(Collected data)
★ ★ ★ ★ ★ ★ ★

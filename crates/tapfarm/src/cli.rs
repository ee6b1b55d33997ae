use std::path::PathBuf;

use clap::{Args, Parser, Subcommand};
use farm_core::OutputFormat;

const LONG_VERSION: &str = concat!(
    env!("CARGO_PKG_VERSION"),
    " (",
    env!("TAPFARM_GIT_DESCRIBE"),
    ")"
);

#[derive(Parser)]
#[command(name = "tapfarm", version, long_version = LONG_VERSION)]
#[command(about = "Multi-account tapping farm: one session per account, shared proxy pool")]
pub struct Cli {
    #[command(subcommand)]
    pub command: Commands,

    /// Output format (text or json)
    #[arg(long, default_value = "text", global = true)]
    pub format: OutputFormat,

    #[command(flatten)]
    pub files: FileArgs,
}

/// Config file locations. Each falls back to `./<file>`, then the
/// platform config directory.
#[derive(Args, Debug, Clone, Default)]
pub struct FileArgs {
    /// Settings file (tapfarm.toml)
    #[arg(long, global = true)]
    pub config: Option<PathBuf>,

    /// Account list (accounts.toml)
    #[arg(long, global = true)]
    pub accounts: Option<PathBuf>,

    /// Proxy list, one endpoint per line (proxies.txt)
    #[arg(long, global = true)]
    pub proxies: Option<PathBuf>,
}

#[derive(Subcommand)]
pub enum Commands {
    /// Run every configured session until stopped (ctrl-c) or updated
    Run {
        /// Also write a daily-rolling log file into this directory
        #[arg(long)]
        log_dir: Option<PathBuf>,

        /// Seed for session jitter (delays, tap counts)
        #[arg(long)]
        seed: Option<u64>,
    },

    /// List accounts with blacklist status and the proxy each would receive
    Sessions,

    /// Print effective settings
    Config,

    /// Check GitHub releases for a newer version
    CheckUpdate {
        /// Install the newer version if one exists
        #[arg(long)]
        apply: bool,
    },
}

★ ★ ★ ★ ★ ★ ★

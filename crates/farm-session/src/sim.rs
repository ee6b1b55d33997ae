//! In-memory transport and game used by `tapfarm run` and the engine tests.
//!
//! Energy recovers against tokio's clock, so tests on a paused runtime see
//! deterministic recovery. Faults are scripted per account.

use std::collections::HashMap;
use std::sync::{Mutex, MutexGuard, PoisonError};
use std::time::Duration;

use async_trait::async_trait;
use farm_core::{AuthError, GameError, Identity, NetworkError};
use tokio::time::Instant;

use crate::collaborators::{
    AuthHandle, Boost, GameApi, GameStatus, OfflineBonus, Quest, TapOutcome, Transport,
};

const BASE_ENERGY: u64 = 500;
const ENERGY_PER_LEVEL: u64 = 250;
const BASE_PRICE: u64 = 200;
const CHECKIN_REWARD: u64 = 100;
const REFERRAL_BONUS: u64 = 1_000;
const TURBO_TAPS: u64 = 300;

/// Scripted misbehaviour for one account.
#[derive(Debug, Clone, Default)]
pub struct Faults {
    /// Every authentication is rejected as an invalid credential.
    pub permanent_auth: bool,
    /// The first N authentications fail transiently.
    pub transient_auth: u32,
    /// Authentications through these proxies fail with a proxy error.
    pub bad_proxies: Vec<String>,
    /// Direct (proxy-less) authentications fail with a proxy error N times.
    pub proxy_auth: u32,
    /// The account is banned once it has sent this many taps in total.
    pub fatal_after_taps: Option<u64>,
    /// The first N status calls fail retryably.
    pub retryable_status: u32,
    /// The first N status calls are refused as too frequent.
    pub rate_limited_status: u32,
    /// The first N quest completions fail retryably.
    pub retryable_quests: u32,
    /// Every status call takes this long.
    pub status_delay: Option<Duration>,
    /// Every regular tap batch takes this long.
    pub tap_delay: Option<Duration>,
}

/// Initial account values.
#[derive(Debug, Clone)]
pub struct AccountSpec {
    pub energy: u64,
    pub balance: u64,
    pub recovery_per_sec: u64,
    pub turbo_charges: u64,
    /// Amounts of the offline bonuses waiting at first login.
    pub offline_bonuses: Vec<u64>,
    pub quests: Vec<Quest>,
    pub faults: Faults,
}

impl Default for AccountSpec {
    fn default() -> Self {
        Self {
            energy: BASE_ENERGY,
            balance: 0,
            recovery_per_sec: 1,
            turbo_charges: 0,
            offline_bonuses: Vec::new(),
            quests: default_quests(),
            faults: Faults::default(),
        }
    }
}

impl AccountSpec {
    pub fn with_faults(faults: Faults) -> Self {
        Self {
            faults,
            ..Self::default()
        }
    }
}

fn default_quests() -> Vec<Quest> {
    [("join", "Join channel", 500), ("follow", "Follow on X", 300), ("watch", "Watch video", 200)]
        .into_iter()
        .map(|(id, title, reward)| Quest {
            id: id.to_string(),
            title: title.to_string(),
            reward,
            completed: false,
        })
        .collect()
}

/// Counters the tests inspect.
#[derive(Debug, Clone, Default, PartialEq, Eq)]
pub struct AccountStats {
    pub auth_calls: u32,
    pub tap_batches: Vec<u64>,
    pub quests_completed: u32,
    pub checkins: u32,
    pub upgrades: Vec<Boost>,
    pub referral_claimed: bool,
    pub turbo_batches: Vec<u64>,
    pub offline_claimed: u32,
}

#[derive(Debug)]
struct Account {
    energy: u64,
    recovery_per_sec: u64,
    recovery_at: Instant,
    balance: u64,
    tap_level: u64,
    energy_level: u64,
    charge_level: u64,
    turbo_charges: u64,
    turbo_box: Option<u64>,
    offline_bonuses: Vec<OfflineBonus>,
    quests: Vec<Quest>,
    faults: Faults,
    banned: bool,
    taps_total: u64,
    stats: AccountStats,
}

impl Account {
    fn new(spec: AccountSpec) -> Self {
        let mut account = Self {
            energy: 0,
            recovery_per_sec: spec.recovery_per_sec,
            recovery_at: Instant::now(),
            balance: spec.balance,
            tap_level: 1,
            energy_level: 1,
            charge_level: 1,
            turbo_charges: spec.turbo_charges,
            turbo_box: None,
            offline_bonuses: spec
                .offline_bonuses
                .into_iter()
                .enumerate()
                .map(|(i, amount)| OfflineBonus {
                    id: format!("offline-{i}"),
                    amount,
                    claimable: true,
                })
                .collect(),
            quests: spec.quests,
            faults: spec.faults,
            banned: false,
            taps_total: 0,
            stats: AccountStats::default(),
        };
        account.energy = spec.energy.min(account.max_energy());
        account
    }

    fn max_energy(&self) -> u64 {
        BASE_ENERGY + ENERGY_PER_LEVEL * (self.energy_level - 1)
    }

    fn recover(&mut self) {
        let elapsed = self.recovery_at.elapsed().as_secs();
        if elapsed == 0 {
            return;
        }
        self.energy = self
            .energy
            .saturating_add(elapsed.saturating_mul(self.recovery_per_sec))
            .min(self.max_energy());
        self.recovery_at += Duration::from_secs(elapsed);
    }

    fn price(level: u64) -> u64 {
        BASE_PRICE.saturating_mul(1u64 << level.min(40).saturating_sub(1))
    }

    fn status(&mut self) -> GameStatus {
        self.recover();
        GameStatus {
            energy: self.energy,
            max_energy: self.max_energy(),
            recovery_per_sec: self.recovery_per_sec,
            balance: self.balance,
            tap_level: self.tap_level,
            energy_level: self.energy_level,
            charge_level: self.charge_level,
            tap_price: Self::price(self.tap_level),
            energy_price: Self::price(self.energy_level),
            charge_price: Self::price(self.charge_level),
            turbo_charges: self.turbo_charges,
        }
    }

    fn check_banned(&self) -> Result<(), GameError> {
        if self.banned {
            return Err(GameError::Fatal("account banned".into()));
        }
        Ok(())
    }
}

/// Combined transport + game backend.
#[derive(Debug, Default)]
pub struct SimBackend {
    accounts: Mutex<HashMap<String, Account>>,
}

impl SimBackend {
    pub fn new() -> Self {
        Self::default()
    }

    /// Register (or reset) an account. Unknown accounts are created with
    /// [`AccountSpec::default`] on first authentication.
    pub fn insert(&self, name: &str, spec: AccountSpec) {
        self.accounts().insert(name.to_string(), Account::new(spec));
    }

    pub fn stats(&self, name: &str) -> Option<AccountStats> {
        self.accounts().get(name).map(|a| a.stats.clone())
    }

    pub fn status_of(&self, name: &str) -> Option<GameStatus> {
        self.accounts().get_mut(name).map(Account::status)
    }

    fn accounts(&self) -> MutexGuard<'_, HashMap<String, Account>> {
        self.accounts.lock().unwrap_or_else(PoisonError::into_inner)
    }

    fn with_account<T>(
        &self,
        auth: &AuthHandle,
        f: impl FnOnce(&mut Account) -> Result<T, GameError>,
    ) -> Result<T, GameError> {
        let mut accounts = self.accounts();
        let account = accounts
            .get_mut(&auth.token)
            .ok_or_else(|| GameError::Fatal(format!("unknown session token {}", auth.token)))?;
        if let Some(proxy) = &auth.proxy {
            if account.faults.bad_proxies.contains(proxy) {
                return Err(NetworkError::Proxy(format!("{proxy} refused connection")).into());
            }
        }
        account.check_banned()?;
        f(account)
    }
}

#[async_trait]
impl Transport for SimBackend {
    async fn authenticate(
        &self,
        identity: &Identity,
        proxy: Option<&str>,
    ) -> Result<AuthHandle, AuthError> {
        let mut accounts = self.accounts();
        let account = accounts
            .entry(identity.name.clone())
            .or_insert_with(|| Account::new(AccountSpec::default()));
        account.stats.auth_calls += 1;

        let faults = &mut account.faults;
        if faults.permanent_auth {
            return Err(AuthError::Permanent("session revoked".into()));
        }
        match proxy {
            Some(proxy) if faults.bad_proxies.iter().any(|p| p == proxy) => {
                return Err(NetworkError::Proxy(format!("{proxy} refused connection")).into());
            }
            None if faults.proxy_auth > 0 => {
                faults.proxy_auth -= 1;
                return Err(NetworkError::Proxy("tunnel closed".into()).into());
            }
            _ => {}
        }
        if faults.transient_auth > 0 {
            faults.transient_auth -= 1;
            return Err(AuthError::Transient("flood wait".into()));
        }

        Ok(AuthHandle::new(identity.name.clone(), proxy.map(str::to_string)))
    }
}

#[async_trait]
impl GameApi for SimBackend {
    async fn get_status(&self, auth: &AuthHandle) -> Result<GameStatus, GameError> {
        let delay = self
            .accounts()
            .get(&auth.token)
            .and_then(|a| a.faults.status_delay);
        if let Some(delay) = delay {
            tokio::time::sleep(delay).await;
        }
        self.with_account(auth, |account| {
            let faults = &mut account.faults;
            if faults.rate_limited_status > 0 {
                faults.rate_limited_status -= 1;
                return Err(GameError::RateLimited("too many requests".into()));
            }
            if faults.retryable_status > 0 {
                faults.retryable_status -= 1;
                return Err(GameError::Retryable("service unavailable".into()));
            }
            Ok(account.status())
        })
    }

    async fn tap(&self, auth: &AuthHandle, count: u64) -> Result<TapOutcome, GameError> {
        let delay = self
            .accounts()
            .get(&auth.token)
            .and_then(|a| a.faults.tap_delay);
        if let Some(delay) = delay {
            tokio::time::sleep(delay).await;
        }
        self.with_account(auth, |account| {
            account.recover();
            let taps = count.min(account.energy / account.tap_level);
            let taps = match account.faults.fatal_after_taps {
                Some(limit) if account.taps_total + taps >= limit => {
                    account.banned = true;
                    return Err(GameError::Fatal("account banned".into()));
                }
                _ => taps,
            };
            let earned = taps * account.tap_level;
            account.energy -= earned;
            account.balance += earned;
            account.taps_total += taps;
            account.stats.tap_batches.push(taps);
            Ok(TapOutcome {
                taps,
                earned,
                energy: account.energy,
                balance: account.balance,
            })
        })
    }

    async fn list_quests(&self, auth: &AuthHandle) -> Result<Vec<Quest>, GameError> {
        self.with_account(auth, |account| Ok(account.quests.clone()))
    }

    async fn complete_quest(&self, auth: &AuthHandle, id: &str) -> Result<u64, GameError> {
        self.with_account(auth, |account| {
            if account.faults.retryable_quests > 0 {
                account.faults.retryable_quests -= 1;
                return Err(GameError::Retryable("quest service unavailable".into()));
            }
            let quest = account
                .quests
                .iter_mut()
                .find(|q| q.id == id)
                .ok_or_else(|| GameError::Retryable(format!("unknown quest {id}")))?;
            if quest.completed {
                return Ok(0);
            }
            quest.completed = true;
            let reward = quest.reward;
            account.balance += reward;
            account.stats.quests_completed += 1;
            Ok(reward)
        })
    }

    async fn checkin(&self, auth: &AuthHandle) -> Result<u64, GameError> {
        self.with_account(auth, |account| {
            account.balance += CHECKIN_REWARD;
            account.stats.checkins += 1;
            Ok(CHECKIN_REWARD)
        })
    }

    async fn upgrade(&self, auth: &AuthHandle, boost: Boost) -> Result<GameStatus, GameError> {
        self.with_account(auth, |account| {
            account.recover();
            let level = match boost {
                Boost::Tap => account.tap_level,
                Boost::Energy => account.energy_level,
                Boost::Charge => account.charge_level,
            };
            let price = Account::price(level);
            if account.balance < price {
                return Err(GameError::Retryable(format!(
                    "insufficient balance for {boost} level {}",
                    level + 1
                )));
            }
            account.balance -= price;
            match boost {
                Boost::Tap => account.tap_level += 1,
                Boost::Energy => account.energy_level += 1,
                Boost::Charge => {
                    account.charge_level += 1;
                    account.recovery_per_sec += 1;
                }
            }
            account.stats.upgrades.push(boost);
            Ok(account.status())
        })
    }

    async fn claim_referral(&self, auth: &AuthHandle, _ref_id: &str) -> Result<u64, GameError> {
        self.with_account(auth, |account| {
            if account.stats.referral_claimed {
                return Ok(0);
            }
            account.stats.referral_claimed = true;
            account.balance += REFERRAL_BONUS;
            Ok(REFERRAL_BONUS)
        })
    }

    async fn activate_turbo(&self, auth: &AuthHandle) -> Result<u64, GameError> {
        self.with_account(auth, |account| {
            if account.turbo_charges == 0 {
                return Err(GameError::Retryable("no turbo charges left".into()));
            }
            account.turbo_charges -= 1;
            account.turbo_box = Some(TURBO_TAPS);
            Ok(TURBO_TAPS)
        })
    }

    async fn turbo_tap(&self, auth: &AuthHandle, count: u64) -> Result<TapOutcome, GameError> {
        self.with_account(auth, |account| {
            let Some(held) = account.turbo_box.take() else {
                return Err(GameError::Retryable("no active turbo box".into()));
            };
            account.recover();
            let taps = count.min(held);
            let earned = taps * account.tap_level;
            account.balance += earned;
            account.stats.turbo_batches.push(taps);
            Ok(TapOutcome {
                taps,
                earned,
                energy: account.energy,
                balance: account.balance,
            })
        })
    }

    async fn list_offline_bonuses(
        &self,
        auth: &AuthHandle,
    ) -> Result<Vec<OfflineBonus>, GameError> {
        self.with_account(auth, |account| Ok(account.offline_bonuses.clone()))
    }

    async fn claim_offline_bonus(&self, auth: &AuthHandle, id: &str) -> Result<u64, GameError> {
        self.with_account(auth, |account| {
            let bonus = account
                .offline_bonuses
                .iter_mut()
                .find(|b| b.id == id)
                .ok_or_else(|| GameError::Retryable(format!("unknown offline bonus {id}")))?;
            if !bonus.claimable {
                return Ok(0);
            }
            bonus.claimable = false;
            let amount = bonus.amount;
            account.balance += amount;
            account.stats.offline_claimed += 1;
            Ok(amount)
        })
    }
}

★ ★ ★ ★ ★ ★ ★

### What this task involves
Check every line above for the string "takes" and copy those that have it.

### Solution to the exercise
    /// Every status call takes this long.
    /// Every regular tap batch takes this long.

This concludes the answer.